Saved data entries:
════════

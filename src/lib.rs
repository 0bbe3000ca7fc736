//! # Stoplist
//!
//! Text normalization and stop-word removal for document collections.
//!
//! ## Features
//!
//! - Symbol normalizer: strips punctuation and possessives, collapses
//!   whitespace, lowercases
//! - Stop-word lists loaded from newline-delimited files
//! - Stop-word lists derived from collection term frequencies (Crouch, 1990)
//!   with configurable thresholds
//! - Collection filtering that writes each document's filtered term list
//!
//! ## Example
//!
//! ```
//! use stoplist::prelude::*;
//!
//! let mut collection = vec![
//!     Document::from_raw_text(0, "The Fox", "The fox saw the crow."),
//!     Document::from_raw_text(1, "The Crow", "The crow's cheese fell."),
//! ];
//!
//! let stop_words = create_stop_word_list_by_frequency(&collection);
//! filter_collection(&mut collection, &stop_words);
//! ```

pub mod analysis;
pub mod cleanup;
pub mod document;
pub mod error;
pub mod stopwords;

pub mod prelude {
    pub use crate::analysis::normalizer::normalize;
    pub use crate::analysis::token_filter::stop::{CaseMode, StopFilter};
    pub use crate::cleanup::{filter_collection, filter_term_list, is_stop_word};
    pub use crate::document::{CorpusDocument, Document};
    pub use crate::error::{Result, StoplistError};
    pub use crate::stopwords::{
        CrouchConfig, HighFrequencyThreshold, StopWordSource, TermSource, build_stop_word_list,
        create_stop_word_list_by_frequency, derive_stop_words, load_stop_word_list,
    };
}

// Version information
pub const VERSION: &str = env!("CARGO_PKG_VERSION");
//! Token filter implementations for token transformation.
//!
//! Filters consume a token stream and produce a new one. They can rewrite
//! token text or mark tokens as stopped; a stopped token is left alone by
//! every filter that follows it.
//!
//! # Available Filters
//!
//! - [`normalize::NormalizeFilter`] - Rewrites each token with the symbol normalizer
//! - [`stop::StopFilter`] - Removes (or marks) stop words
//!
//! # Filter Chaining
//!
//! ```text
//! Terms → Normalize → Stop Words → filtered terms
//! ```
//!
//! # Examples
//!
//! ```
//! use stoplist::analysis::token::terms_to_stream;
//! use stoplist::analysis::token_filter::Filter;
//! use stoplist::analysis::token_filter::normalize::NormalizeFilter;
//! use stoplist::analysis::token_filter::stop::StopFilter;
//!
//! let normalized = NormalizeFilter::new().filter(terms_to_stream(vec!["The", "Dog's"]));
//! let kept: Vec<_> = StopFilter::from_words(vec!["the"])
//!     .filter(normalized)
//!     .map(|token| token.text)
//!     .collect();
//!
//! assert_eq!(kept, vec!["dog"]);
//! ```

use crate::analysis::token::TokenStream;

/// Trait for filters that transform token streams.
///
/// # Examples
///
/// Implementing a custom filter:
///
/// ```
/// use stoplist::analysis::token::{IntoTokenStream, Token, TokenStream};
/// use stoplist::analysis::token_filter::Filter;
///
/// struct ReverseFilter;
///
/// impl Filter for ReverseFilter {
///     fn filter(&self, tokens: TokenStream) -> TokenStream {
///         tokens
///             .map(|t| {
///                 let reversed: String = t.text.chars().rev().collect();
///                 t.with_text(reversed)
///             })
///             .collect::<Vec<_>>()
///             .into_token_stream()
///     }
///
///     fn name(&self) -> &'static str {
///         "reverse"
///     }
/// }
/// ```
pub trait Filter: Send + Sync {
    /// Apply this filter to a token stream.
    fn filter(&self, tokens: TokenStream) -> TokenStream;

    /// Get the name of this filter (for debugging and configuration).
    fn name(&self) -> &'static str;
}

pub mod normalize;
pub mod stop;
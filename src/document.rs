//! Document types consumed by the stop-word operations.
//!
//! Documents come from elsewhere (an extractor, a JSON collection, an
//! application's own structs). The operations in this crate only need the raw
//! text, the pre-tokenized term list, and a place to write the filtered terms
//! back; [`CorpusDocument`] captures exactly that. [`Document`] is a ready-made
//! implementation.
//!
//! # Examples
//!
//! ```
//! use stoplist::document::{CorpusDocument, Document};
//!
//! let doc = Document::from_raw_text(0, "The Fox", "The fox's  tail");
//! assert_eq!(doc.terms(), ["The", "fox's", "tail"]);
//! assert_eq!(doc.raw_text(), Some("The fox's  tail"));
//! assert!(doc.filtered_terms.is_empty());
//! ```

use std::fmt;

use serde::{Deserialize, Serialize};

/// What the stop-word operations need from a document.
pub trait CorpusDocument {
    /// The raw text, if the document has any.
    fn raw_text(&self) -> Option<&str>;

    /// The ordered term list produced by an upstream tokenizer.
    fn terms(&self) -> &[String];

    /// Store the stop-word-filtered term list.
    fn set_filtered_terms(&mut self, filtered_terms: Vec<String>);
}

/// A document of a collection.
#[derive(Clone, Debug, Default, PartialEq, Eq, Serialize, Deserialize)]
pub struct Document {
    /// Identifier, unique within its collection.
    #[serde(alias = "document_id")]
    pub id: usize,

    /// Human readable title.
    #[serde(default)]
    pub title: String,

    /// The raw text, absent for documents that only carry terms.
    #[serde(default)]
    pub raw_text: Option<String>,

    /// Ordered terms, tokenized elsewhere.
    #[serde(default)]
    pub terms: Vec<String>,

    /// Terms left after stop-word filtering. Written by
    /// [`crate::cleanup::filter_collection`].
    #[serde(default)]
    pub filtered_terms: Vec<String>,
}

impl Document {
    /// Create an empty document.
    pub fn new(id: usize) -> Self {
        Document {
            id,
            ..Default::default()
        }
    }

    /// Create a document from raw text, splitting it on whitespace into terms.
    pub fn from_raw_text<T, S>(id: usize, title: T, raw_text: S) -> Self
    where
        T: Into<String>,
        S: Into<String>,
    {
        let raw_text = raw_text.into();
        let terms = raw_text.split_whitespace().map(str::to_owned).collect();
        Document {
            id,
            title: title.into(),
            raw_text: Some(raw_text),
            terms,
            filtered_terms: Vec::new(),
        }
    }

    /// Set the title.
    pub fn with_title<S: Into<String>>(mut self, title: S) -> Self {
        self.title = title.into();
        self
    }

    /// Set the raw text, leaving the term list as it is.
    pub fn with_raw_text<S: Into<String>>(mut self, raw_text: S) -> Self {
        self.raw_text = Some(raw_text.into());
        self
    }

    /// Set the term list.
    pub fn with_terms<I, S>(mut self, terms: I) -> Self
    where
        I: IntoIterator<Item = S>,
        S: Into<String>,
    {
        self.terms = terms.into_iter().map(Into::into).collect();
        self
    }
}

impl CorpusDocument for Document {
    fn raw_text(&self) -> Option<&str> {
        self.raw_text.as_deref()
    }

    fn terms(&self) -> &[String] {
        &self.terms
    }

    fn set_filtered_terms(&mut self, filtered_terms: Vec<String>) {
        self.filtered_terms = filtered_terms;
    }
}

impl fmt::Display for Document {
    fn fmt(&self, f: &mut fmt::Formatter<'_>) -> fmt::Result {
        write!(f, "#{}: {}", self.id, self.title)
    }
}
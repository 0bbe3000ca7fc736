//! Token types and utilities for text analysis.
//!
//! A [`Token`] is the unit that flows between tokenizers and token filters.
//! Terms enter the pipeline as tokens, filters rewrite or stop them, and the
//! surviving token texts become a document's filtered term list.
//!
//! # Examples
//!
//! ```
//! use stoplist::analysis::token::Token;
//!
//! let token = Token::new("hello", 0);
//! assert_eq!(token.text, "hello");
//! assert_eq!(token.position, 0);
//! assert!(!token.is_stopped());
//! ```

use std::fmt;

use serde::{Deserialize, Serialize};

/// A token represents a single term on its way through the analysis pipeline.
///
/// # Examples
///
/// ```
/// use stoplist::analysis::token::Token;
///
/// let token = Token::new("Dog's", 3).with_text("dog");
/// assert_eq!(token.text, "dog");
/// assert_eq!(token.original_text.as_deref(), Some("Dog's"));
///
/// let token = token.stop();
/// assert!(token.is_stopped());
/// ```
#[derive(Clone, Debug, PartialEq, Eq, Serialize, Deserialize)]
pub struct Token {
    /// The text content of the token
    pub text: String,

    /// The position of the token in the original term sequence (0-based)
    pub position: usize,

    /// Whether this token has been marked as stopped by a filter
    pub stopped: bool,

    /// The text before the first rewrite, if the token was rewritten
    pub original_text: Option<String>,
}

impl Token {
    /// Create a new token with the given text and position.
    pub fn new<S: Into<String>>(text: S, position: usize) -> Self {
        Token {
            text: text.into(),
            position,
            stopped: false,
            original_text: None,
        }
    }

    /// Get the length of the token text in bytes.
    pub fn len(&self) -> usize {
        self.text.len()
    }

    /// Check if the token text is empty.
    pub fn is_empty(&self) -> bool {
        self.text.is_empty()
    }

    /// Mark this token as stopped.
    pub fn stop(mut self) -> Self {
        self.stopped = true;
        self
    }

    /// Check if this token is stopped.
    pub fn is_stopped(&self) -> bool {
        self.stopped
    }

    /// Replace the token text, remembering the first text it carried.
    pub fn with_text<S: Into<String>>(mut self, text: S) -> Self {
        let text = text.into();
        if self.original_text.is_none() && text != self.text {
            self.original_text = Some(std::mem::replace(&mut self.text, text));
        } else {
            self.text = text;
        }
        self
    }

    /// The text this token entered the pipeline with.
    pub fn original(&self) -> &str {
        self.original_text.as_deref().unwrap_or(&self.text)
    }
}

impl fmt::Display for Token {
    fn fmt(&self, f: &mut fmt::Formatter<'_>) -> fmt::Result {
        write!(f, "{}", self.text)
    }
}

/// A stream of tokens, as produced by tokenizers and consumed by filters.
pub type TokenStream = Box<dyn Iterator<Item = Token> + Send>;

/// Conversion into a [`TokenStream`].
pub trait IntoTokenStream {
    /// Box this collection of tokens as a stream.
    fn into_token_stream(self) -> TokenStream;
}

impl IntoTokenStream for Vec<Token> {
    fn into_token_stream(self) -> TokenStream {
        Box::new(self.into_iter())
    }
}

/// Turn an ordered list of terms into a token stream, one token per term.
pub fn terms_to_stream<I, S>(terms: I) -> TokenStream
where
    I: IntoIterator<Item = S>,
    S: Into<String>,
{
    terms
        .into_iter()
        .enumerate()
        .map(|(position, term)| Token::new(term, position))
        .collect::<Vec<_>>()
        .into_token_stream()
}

════════

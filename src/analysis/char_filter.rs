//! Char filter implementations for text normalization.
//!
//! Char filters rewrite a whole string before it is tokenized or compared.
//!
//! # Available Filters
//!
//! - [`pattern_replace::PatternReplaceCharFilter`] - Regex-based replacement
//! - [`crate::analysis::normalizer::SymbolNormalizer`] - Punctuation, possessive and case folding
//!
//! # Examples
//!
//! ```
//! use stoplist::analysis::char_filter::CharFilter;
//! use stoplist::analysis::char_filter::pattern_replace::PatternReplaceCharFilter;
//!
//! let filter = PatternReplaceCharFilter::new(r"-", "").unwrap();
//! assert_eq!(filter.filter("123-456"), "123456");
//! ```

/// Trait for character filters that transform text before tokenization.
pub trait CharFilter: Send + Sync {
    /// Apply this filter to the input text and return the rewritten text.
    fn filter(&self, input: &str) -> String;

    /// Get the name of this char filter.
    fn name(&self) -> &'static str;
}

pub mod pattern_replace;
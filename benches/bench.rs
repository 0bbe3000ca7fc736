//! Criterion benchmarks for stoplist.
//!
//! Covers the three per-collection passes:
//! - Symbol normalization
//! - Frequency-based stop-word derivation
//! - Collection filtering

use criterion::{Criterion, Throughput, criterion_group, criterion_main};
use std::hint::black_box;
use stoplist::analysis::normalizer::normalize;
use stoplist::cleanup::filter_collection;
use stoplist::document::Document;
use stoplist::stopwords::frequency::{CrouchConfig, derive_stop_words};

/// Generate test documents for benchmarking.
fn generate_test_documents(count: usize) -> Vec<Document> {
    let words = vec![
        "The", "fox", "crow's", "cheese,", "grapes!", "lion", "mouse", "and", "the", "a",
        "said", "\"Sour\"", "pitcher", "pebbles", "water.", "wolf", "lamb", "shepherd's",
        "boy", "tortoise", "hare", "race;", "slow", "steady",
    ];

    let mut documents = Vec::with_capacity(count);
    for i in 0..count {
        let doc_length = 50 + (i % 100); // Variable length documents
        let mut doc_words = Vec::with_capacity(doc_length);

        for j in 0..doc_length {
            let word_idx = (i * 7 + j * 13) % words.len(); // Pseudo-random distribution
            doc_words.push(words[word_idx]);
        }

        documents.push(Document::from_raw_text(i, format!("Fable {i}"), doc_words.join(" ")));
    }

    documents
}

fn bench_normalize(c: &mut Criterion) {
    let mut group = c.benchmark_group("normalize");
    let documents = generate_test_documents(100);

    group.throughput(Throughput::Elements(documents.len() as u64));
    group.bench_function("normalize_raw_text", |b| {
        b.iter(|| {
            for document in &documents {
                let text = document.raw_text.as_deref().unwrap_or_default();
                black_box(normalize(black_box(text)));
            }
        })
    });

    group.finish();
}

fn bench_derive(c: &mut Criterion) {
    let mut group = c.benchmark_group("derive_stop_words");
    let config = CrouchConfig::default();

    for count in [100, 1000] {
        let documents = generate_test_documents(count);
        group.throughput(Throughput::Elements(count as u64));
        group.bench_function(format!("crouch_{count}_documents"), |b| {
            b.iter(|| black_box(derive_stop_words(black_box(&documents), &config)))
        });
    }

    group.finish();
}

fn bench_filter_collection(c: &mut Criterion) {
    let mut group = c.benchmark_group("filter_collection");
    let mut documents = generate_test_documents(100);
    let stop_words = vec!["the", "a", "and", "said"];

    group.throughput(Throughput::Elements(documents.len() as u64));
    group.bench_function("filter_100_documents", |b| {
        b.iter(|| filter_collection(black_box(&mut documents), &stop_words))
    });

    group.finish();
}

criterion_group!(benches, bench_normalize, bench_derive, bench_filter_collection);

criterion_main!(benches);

════════

Filter the data above, keeping only lines that include the string "Sync".

EXERCISE RESPONSE ::
pub trait Filter: Send + Sync {
pub trait CharFilter: Send + Sync {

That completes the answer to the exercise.